What is the difference between a good presentation and a poor one? Content and design. While a lecture may contain engaging speech and story, images shown may add or detract from the message. These tips will help you create a well-designed presentation that effectively support your message.

  1. Skip the Stock Template
    In 2010 Tech Matrix data confirmed that more than 1 billion PCs worldwide have Microsoft Office software installed. By using the template slides included in your software, there is a very high probability that your audience has seen the design before. The problem is stock templates is they are overused, boring, very unappealing and worst of all were not created to support your content. Create cleaner presentations by starting with a blank presentation and building from there.
  2. Do Not Use More Than 6 Lines of Text
    Less is more. The audience must process what is being said verbally and in addition to this is going to be processing the slide content visually. Packing in too much information is going to weaken content retention.
  3. Ditch the Bullet Points
    As humans there are limitations of our working memory. When a presenter uses bullet-point slides, they’re not using both the auditory and visual cortex pathways as effectively as they could. The audience member has to read the words on the slide and listen to the presenter at the same time, leading to overloading, leaving the visual cortex with very little to do. Estimates show our working memory capacity to be around 4 chunks of information.
  4. Use Sans Serif Fonts
    Legibility over fun. While you can use a creative font for a slide title, avoid using it for body text. Instead, stick to clean, traditional typefaces. if you’re using a dark background, make the text bold for readability.

    Example of Serif Text  Example of Sans Serif Text

  5. Size Fonts Appropriately
    When sizing your fonts, keep in mind that the text should be large enough to be read by the person in the back of the room. For a large room font sizes in the 40-50 range is a good starting point.
  6. Maintain a Strong Contrast Between Text and Background
    In order for your message to be clear, you need a high level of contrast between your text and the background. If your background image features a lot of variation, portions of your text may not be legible. In that case, a stylish bar of color behind the image can bring the legibility back while adding visual interest.
    Example of proper contrast
  7. Use No More Than 5 Colors
    A harmonious color palette can enhance the look of your entire presentation. Complex gradients or textures are not necessary.  Excellent results can be achieved with a simple palette.
  8. Use Contrasting Text Colors to Draw Attention
    It’s like bold and italic, but better. Use a single color in your selected palette to emphasize important points in your text. However, make sure not to overdo it.
    Example of text contrast
  9. Use Single Images
    Images will make your presentation more visual, but try to not make use of too many on one slide. It is a presentation, not a photo album. Limit your designs to a single image with simple or no text.
  10. Stop Using Transitions
    Transitions can be distracting. If professional presentations and video they are used sparingly and only with purpose. During your favorite TV show, pay close attention to when, if ever, you see transitions. Most likely you are only going to see straight forward cuts or a cross fade at a change of scenery or time in the story.

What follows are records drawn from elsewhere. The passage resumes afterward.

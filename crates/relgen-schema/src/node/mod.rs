//! Schema node definitions.
//!
//! One file per node kind, mirroring the shape the external parser produces:
//! a [`Schema`] owns ordered entities and enums, entities own ordered fields
//! plus key metadata. Nodes are read-only once the schema is built.

pub mod constraint;
pub mod entity;
#[path = "enum.rs"]
pub mod enum_def;
pub mod field;
pub mod primary_key;
pub mod schema;

pub use constraint::UniqueConstraint;
pub use entity::Entity;
pub use enum_def::EnumDef;
pub use field::{DefaultValue, Field};
pub use primary_key::PrimaryKey;
pub use schema::Schema;
use relgen_schema::node::{Entity, Field};
use std::collections::BTreeSet;

///
/// BackRef
///
/// Outcome of back-reference resolution. `NoCandidates` (the target has no
/// relation field typed back at the source) and `Unmatched` (candidates
/// existed but none paired) both classify as unidirectional, but staying
/// distinguishable keeps the ambiguity visible to callers.
///

#[derive(Clone, Copy, Debug)]
pub enum BackRef<'a> {
    /// The paired field on the target entity.
    Paired(&'a Field),

    /// The target declares no relation field typed as the source entity.
    NoCandidates,

    /// Candidates existed but label/structural matching ruled them all out.
    Unmatched,
}

impl BackRef<'_> {
    #[must_use]
    pub const fn is_paired(&self) -> bool {
        matches!(self, Self::Paired(_))
    }
}

/// Find the reciprocal relation field on `target_entity` for
/// `source_field`, if the relation is bidirectional.
///
/// Candidates are the target's relation fields whose declared type is the
/// source entity; for self-relations the source field itself is not its own
/// candidate. A sole candidate pairs unconditionally. With several, the
/// first label or structural match in declaration order wins; a label
/// mismatch or a one-sided label skips that candidate, never falling back
/// to structural comparison.
#[must_use]
pub fn find_back_reference<'a>(
    source_entity: &Entity,
    source_field: &Field,
    target_entity: &'a Entity,
) -> BackRef<'a> {
    let candidates: Vec<&Field> = target_entity
        .relation_fields()
        .filter(|f| f.type_name == source_entity.name)
        .filter(|f| {
            // Self-relation: a field cannot be its own back-reference.
            !(target_entity.name == source_entity.name && f.name == source_field.name)
        })
        .collect();

    match candidates.as_slice() {
        [] => BackRef::NoCandidates,
        [only] => BackRef::Paired(only),
        _ => {
            for candidate in candidates {
                match (&source_field.relation_name, &candidate.relation_name) {
                    (Some(source_label), Some(candidate_label)) => {
                        if source_label == candidate_label {
                            return BackRef::Paired(candidate);
                        }
                    }
                    (Some(_), None) | (None, Some(_)) => {}
                    (None, None) => {
                        if fields_pair(source_field, candidate) {
                            return BackRef::Paired(candidate);
                        }
                    }
                }
            }

            BackRef::Unmatched
        }
    }
}

/// Structural pairing: one side's own FK fields name exactly the fields the
/// other side references. Empty sets never pair (two bare relations would
/// otherwise match through `{} == {}`).
fn fields_pair(source: &Field, candidate: &Field) -> bool {
    (!source.relation_fields.is_empty()
        && as_set(&source.relation_fields) == as_set(&candidate.relation_references))
        || (!candidate.relation_fields.is_empty()
            && as_set(&candidate.relation_fields) == as_set(&source.relation_references))
}

fn as_set(names: &[String]) -> BTreeSet<&str> {
    names.iter().map(String::as_str).collect()
}
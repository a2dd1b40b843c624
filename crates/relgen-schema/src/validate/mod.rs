//! Schema validation orchestration and shared helpers.

pub mod keys;
pub mod naming;
pub mod relation;

use crate::{error::ErrorTree, node::Schema};

/// Run full structural validation in a staged, deterministic order.
///
/// Dangling relation *targets* are deliberately not checked here: resolving
/// them is the analyzer's concern, with its own error policy.
pub fn validate_schema(schema: &Schema) -> Result<(), ErrorTree> {
    let mut errors = ErrorTree::new();

    naming::validate_names(schema, &mut errors);
    keys::validate_keys(schema, &mut errors);
    relation::validate_relation_fields(schema, &mut errors);

    errors.result()
}
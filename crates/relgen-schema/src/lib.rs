pub mod error;
pub mod node;
pub mod types;
pub mod validate;

/// Maximum length for entity schema identifiers.
pub const MAX_ENTITY_NAME_LEN: usize = 64;

/// Maximum length for field schema identifiers.
pub const MAX_FIELD_NAME_LEN: usize = 64;

use crate::error::ErrorTree;
use thiserror::Error as ThisError;

///
/// Prelude
///

pub mod prelude {
    pub use crate::{
        err,
        error::ErrorTree,
        node::*,
        types::{FieldKind, ScalarType},
    };
    pub use serde::Serialize;
}

///
/// Error
///

#[derive(Debug, ThisError)]
pub enum Error {
    #[error("validation failed: {0}")]
    Validation(ErrorTree),
}

/// Run full structural validation, wrapping failures in the crate error.
pub fn validate(schema: &node::Schema) -> Result<(), Error> {
    validate::validate_schema(schema).map_err(Error::Validation)
}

Image Use in Presentation Slides

Any images used in your presentation slides must be one of the following:

  • Owned By You – you have taken the photo or created this graphic image.
  • Properly Licensed - you obtained the image or graphic from an Image Library 
    such as a stock photography company.
  • Written Permission - you obtained the copyright holder to use the image or graphic.
  • Used in accordance - with Fair Use or the TEACH Act.

What To Wear

Depending on the type of recording you are creating, clothing can be a very important factor. Wear darker colored clothing that does not have any tight patterns such as lines herringbone. Please avoid any green colors and white as well. For example, if you are recording a video with a green chroma key backdrop you do not want to wear any clothing with green, which would interfere with the keying process. The darker colors work better with green chroma key systems.